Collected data

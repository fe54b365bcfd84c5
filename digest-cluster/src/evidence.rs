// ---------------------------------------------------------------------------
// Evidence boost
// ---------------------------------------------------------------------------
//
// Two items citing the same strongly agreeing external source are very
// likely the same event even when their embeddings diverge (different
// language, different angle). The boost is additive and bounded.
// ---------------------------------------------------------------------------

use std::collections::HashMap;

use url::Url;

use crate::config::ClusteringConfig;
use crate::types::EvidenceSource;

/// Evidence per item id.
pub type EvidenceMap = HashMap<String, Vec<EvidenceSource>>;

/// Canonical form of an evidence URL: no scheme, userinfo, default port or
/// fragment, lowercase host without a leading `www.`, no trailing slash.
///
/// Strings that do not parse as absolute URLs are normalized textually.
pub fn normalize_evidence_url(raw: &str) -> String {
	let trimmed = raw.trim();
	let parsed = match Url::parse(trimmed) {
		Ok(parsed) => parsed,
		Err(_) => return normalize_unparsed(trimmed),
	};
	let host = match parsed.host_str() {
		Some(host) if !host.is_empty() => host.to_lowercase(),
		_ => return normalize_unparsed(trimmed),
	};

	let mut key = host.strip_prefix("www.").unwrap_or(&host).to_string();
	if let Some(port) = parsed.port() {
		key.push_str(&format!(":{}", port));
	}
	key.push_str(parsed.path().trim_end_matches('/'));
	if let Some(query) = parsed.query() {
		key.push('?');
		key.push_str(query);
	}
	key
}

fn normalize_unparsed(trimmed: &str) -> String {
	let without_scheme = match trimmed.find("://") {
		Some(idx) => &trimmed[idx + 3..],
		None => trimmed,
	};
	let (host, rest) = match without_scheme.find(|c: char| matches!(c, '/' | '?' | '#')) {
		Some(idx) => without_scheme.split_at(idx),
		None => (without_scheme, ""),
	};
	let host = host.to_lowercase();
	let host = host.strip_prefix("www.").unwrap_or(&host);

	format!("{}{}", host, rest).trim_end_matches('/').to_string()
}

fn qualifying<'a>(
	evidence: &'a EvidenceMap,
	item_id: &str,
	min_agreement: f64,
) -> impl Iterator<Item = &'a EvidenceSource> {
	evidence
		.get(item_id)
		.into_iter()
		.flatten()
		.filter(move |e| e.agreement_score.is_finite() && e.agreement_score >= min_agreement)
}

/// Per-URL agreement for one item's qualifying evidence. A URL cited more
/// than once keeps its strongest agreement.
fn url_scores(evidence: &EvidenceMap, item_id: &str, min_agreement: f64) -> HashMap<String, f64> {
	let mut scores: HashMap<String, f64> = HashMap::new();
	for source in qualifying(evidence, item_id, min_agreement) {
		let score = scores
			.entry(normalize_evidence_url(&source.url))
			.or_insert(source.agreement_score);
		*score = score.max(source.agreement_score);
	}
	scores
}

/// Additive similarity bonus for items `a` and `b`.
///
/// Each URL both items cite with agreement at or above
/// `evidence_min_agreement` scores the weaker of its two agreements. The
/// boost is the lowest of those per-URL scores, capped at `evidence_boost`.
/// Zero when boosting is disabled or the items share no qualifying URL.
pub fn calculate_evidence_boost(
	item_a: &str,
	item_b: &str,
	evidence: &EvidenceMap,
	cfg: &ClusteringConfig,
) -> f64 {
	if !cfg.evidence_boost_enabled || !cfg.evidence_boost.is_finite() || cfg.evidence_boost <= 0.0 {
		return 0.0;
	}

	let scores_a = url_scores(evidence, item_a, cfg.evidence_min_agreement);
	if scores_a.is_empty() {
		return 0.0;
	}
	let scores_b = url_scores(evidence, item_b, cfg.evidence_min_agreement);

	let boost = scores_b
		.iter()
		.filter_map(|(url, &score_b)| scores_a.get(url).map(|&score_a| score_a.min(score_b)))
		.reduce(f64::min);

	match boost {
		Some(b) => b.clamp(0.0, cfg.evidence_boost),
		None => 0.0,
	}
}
...
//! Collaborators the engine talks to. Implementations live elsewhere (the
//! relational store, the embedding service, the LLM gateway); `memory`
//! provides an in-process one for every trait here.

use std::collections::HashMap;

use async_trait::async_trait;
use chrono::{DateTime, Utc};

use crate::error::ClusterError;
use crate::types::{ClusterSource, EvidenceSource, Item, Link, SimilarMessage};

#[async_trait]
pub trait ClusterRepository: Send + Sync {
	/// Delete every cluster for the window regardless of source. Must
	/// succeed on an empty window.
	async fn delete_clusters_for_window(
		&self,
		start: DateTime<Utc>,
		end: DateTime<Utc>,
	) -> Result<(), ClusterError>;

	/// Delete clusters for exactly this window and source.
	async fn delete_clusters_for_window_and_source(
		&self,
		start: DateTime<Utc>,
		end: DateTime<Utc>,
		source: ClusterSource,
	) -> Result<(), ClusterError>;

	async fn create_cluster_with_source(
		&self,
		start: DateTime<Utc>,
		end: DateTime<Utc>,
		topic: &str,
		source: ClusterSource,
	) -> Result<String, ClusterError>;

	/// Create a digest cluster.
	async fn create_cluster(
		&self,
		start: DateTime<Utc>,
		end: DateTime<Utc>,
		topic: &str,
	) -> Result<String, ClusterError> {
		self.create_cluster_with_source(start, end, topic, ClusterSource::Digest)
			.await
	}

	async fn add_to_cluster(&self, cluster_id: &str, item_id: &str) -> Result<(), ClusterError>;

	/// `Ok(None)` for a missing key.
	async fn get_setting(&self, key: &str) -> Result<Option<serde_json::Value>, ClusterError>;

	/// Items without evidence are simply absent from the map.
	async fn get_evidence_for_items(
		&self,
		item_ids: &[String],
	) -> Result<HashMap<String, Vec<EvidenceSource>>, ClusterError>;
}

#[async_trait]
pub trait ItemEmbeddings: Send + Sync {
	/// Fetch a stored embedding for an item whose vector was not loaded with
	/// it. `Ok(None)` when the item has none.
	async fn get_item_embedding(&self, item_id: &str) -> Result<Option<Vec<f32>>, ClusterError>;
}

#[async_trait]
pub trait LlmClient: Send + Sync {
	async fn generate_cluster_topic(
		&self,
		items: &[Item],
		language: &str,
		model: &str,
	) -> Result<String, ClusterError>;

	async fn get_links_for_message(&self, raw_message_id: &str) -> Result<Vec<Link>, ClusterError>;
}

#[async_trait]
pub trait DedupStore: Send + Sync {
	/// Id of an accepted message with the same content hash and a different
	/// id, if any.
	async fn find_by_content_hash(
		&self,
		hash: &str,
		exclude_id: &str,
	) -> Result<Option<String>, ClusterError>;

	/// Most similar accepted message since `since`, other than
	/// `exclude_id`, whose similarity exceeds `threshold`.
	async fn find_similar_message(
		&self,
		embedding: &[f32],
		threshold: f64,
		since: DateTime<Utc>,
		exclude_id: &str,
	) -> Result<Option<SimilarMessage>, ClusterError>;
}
--
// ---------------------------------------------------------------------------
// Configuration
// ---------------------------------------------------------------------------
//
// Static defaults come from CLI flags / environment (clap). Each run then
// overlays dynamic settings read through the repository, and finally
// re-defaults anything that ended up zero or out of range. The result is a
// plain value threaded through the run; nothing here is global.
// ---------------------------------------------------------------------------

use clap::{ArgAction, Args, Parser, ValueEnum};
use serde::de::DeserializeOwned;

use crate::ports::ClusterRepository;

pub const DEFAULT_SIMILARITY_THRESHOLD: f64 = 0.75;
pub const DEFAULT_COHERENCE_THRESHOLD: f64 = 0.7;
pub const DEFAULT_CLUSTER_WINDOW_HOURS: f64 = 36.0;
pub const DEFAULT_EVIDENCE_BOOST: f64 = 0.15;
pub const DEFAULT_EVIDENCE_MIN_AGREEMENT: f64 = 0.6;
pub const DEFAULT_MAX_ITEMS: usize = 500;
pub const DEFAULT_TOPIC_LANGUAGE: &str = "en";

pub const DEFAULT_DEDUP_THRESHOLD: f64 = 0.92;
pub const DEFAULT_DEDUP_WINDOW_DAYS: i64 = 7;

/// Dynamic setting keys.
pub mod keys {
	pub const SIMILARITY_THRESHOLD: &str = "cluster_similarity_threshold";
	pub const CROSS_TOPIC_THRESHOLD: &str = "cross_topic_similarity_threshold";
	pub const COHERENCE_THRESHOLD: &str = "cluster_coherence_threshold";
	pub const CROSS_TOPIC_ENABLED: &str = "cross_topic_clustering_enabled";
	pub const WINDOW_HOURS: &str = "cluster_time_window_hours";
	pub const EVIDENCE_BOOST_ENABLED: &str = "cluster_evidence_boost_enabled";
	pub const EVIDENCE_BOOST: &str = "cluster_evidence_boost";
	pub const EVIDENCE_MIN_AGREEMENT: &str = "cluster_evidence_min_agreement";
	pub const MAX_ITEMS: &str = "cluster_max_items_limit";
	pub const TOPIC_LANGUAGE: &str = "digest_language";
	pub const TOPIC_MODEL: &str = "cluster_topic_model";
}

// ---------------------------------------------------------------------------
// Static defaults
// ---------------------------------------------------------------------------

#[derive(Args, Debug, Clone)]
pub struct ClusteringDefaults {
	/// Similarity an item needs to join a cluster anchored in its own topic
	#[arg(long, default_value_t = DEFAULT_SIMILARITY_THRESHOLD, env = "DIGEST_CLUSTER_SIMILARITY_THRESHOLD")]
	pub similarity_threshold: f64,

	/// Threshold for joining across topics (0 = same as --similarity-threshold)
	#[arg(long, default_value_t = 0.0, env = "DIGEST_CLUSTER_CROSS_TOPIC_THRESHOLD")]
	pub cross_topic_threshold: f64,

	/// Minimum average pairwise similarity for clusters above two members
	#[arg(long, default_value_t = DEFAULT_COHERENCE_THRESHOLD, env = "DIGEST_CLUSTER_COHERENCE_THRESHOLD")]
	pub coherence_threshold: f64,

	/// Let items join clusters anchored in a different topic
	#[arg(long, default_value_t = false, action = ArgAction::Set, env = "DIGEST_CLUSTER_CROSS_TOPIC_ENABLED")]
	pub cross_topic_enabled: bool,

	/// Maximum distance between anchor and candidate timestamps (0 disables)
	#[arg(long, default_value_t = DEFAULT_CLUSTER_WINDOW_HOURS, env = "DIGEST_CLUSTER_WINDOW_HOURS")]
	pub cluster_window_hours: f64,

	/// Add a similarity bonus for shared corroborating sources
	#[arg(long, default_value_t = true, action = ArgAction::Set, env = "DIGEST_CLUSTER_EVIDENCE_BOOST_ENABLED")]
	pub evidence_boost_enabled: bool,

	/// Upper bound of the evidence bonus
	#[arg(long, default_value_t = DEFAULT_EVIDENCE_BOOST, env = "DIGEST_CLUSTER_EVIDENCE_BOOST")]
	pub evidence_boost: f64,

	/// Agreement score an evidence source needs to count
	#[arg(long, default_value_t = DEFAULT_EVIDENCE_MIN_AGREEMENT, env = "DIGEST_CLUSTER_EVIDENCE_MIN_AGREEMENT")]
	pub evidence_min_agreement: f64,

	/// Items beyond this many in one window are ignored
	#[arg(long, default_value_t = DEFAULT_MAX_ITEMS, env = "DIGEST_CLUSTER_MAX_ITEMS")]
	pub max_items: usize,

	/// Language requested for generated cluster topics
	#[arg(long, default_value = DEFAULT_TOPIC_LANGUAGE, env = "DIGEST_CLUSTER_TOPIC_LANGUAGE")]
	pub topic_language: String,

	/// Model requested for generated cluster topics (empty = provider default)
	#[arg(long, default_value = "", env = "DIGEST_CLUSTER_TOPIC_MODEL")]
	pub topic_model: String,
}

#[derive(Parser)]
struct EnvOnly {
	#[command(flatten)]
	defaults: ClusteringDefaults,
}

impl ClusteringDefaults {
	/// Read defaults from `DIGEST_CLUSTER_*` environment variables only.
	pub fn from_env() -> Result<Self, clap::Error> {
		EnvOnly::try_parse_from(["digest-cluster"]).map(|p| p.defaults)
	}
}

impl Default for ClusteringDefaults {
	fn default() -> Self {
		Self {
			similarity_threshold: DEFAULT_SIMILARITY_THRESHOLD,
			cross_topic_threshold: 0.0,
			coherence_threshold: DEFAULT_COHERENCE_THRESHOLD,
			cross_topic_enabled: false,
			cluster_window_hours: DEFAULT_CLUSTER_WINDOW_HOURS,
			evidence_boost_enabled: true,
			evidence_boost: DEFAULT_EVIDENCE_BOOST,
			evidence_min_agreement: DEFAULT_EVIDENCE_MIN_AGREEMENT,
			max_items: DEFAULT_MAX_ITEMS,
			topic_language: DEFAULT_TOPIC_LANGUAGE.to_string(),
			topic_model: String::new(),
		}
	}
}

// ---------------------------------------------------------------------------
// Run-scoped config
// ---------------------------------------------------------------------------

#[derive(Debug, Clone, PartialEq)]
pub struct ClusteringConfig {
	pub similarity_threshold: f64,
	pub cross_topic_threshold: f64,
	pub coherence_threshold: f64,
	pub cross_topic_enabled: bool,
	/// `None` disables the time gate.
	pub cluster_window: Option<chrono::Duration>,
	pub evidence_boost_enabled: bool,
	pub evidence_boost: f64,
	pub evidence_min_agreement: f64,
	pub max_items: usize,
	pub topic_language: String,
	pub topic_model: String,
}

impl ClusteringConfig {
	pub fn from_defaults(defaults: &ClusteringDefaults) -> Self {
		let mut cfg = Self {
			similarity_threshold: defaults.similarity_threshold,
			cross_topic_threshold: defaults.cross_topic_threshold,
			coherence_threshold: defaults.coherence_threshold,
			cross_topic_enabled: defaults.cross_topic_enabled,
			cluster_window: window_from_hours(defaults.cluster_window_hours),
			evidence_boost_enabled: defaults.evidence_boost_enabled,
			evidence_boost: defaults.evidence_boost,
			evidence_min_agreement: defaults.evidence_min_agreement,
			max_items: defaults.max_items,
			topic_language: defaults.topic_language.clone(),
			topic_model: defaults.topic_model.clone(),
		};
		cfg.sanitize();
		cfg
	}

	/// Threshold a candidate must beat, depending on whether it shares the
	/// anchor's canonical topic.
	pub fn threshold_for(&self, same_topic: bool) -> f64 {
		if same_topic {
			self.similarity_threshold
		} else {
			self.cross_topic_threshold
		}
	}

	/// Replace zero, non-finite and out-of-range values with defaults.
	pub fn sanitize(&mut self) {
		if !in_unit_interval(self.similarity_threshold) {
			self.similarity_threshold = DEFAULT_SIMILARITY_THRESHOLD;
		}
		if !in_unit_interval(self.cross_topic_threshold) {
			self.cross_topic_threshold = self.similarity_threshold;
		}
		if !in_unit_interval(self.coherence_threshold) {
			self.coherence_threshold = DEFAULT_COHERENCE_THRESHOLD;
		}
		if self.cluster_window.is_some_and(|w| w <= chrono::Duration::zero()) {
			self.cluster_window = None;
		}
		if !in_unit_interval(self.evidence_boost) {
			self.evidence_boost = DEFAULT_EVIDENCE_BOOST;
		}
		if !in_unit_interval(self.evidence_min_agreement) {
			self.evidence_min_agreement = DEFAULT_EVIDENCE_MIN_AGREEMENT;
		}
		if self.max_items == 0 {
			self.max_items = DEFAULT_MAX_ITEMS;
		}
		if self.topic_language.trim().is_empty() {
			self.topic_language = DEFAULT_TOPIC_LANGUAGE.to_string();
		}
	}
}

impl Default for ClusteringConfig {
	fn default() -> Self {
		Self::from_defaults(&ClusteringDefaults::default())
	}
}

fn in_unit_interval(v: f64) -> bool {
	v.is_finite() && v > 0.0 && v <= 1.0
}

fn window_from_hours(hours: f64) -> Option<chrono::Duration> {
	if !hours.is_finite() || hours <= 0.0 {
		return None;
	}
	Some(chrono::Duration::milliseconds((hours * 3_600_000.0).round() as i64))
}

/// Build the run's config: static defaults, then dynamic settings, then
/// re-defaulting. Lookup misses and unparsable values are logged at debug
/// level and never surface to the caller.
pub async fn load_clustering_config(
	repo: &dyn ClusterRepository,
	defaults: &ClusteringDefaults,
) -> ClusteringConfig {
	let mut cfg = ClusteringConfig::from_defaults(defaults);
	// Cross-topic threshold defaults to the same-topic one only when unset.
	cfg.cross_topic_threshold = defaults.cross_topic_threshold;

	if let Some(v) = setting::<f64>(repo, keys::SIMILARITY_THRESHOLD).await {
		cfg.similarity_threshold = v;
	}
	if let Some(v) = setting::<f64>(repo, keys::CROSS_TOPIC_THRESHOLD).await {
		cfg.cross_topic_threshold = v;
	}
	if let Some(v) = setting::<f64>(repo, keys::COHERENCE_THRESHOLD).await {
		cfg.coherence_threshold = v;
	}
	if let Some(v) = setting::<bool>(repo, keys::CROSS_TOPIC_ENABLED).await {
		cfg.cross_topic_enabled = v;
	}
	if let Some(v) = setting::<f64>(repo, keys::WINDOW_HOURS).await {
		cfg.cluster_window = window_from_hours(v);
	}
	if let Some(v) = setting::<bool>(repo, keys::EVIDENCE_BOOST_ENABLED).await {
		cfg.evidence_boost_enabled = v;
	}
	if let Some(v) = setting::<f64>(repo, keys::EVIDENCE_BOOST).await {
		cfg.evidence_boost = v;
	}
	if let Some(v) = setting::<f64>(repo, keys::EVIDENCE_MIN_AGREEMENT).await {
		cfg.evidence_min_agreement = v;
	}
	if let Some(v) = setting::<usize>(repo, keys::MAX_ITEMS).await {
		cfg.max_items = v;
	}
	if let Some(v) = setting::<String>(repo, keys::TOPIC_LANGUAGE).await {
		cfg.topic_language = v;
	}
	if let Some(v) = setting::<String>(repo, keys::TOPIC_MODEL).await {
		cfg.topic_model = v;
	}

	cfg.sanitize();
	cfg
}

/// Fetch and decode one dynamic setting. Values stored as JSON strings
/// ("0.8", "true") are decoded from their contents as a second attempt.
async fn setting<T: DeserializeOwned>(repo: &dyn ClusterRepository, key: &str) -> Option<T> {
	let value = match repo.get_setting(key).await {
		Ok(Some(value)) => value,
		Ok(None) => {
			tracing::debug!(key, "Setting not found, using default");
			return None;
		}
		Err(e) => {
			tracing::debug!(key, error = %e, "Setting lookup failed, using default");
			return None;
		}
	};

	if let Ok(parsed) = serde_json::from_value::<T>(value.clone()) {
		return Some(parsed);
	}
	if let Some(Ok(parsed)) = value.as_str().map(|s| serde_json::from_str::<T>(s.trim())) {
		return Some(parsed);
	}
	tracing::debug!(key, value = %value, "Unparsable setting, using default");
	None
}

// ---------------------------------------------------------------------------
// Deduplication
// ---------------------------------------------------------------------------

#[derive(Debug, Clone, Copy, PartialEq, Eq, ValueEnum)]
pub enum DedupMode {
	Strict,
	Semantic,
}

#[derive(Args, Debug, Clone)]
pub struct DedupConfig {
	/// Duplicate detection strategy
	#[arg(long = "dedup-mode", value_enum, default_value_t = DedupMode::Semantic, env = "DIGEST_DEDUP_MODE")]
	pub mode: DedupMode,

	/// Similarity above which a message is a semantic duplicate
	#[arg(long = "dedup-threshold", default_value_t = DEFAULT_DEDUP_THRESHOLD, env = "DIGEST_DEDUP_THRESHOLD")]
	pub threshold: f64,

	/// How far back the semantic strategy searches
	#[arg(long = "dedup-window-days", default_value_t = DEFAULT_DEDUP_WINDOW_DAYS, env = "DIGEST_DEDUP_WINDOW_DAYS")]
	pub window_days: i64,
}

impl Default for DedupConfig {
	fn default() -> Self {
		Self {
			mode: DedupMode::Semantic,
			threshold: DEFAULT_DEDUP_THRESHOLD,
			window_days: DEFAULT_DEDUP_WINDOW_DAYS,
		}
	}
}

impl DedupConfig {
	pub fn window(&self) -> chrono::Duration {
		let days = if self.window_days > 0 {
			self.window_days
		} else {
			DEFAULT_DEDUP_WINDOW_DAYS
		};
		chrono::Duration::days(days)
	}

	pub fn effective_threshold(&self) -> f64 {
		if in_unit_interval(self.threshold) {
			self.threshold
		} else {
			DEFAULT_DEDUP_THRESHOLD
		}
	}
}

- What you should do -
Go through the entries and copy every line that has "bool".

- Written answer -
	pub cross_topic_enabled: bool,
	pub evidence_boost_enabled: bool,
	pub cross_topic_enabled: bool,
	pub evidence_boost_enabled: bool,
	pub fn threshold_for(&self, same_topic: bool) -> f64 {
fn in_unit_interval(v: f64) -> bool {
	if let Some(v) = setting::<bool>(repo, keys::CROSS_TOPIC_ENABLED).await {
	if let Some(v) = setting::<bool>(repo, keys::EVIDENCE_BOOST_ENABLED).await {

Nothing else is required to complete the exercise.